[[ Information supplied open ]]
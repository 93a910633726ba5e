//! Dashboard - アプリケーションのコントローラ
//!
//! AppState（エンティティ）と AssignmentDesk（仮選択）を唯一所有し、
//! 表示層からの操作をすべてここで受ける。
//! 変更のたびに集計し直すのは安価なので、KPI などはキャッシュしない。

use std::sync::Arc;

use super::assignment::AssignmentDesk;
use super::ingestion::{self, Collaborators, IngestionReport, MeetingInput};
use super::refresh::{MeetingListRefresher, RefreshOutcome};
use super::state::AppState;
use super::status::{DashboardSnapshot, InboxItem, RECENT_SYNC_RUNS, TeamMemberLoad};
use crate::derived::{self, DashboardKpi, MemberWorkload, TaskFilter, WorkFilter};
use crate::domain::{
    DashboardError, ExplanationScript, MeetingNote, MeetingNoteId, Member, MemberId, NewMember,
    PipelineBoard, SyncRunId, Task, TaskId, TaskUpdate, Work, WorkId, WorkUpdate,
};
use crate::impls::BoardProgress;
use crate::ports::{
    Clock, IdGenerator, IdGeneratorExt, MeetingApi, MeetingSummary, ProgressSink, WorkspaceSync,
};

/// ダッシュボードが保持する協調先。
pub(crate) struct Services {
    pub(crate) api: Arc<dyn MeetingApi>,
    pub(crate) sync: Arc<dyn WorkspaceSync>,
    pub(crate) progress: Arc<dyn ProgressSink>,
    pub(crate) clock: Arc<dyn Clock>,
    pub(crate) ids: Arc<dyn IdGenerator>,
}

impl Services {
    fn collaborators(&self) -> Collaborators<'_> {
        Collaborators {
            api: &*self.api,
            sync: &*self.sync,
            progress: &*self.progress,
            clock: &*self.clock,
            ids: &*self.ids,
        }
    }
}

pub struct Dashboard {
    state: AppState,
    desk: AssignmentDesk,
    services: Services,
    refresher: MeetingListRefresher,
    board: Arc<BoardProgress>,
}

impl Dashboard {
    pub(crate) fn from_parts(state: AppState, mut services: Services) -> Self {
        let refresher = MeetingListRefresher::new(services.api.clone(), services.clock.clone());
        // 進捗はボードに記録してから元のシンクへ渡す
        let board = Arc::new(BoardProgress::new(services.progress.clone()));
        services.progress = board.clone();
        Self {
            state,
            desk: AssignmentDesk::new(),
            services,
            refresher,
            board,
        }
    }

    pub fn state(&self) -> &AppState {
        &self.state
    }

    pub fn into_state(self) -> AppState {
        self.state
    }

    // ========================================
    // 派生状態
    // ========================================

    pub fn kpi(&self) -> DashboardKpi {
        self.state.kpi()
    }

    pub fn unassigned_works(&self) -> Vec<&Work> {
        self.state.unassigned_works()
    }

    pub fn member_workload(&self, member_id: &MemberId) -> Result<MemberWorkload, DashboardError> {
        self.state.member(member_id)?;
        Ok(derived::compute_member_workload(member_id, &self.state.works))
    }

    pub fn work_progress(&self, work_id: &WorkId) -> Result<u32, DashboardError> {
        self.state.work(work_id)?;
        Ok(derived::compute_work_progress(work_id, &self.state.tasks))
    }

    pub fn recommend_assignee(&self, work_id: &WorkId) -> Result<Option<&Member>, DashboardError> {
        let work = self.state.work(work_id)?;
        Ok(derived::recommend_assignee(work, &self.state.members))
    }

    pub fn filter_works(&self, filter: &WorkFilter) -> Vec<&Work> {
        filter.apply(&self.state.works)
    }

    pub fn filter_tasks(&self, filter: &TaskFilter) -> Vec<&Task> {
        filter.apply(&self.state.tasks, &self.state.works)
    }

    pub fn search_meeting_notes(&self, query: &str) -> Vec<&MeetingNote> {
        derived::search_meeting_notes(&self.state.meeting_notes, query)
    }

    pub fn latest_script(&self, note_id: &MeetingNoteId) -> Option<&ExplanationScript> {
        self.state.latest_script(note_id)
    }

    /// 直近のパイプライン実行のステージ状態。
    pub fn pipeline(&self) -> PipelineBoard {
        self.board.board()
    }

    pub fn snapshot(&self) -> DashboardSnapshot {
        let inbox = self
            .state
            .unassigned_works()
            .into_iter()
            .map(|w| InboxItem {
                work_id: w.id.clone(),
                title: w.title.clone(),
                category: w.category,
                task_count: w.task_count,
                recommended: derived::recommend_assignee(w, &self.state.members)
                    .map(|m| m.id.clone()),
                staged: self.desk.pending(&w.id).cloned(),
            })
            .collect();
        let team = derived::team_workload(&self.state.members, &self.state.works)
            .into_iter()
            .map(|(m, workload)| TeamMemberLoad {
                member_id: m.id.clone(),
                name: m.name.clone(),
                role: m.role,
                status: workload.status(),
                workload,
            })
            .collect();
        let pipeline = self.board.board();
        let mut recent = self.state.sync_runs.clone();
        recent.sort_by(|a, b| b.created_at.cmp(&a.created_at));
        recent.truncate(RECENT_SYNC_RUNS);

        DashboardSnapshot {
            generated_at: self.services.clock.now(),
            kpi: self.kpi(),
            inbox,
            pending_assignments: self.desk.pending_count(),
            failed_sync_runs: derived::failed_sync_count(&self.state.sync_runs),
            team,
            team_assigned_total: derived::team_assigned_total(&self.state.works),
            pipeline_progress: derived::pipeline_progress(&pipeline.statuses()),
            pipeline: pipeline.stages,
            recent_sync_runs: recent,
        }
    }

    // ========================================
    // 設定・割り当て
    // ========================================

    pub fn add_member(&mut self, input: NewMember) -> Result<&Member, DashboardError> {
        let id: MemberId = self.services.ids.generate();
        self.state.add_member(input, id)
    }

    pub fn stage_assignment(
        &mut self,
        work_id: &WorkId,
        member_id: &MemberId,
    ) -> Result<(), DashboardError> {
        self.desk.stage(&self.state, work_id, member_id)
    }

    pub fn unstage_assignment(&mut self, work_id: &WorkId) -> Option<MemberId> {
        self.desk.unstage(work_id)
    }

    pub fn pending_assignment(&self, work_id: &WorkId) -> Option<&MemberId> {
        self.desk.pending(work_id)
    }

    /// `work_id` に仮選択がなければ `Ok(None)`。
    pub fn confirm_assignment(&mut self, work_id: &WorkId) -> Result<Option<MemberId>, DashboardError> {
        self.desk.confirm(&mut self.state, work_id)
    }

    pub fn confirm_all_staged(&mut self) -> Result<Vec<(WorkId, MemberId)>, DashboardError> {
        self.desk.confirm_all(&mut self.state)
    }

    pub fn update_work(&mut self, work_id: &WorkId, update: WorkUpdate) -> Result<&Work, DashboardError> {
        self.state.update_work(work_id, update)
    }

    pub fn update_task(&mut self, task_id: &TaskId, update: TaskUpdate) -> Result<&Task, DashboardError> {
        self.state.update_task(task_id, update)
    }

    // ========================================
    // パイプライン
    // ========================================

    pub async fn ingest(&mut self, input: &MeetingInput) -> Result<IngestionReport, DashboardError> {
        ingestion::ingest(self.services.collaborators(), &mut self.state, input).await
    }

    pub async fn regenerate(
        &mut self,
        note_id: &MeetingNoteId,
    ) -> Result<ExplanationScript, DashboardError> {
        ingestion::regenerate(self.services.collaborators(), &mut self.state, note_id).await
    }

    pub async fn resync(&mut self, note_id: &MeetingNoteId) -> Result<Vec<SyncRunId>, DashboardError> {
        ingestion::resync(self.services.collaborators(), &mut self.state, note_id).await
    }

    /// 会議一覧を更新する。実行中の呼び出しはスキップされる。
    pub async fn refresh_meetings(&self) -> Result<RefreshOutcome, DashboardError> {
        self.refresher.refresh().await
    }

    pub fn meetings(&self) -> Vec<MeetingSummary> {
        self.refresher.meetings()
    }
}

impl std::fmt::Debug for Dashboard {
    fn fmt(&self, f: &mut std::fmt::Formatter<'_>) -> std::fmt::Result {
        f.debug_struct("Dashboard")
            .field("members", &self.state.members.len())
            .field("works", &self.state.works.len())
            .field("tasks", &self.state.tasks.len())
            .field("pending_assignments", &self.desk.pending_count())
            .finish_non_exhaustive()
    }
}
[[ Information supplied closed ]]
**Action item:** Could you report how many lines in the data above include the word "MeetingNoteId"? Give the number and nothing more.

**Answer space:** 4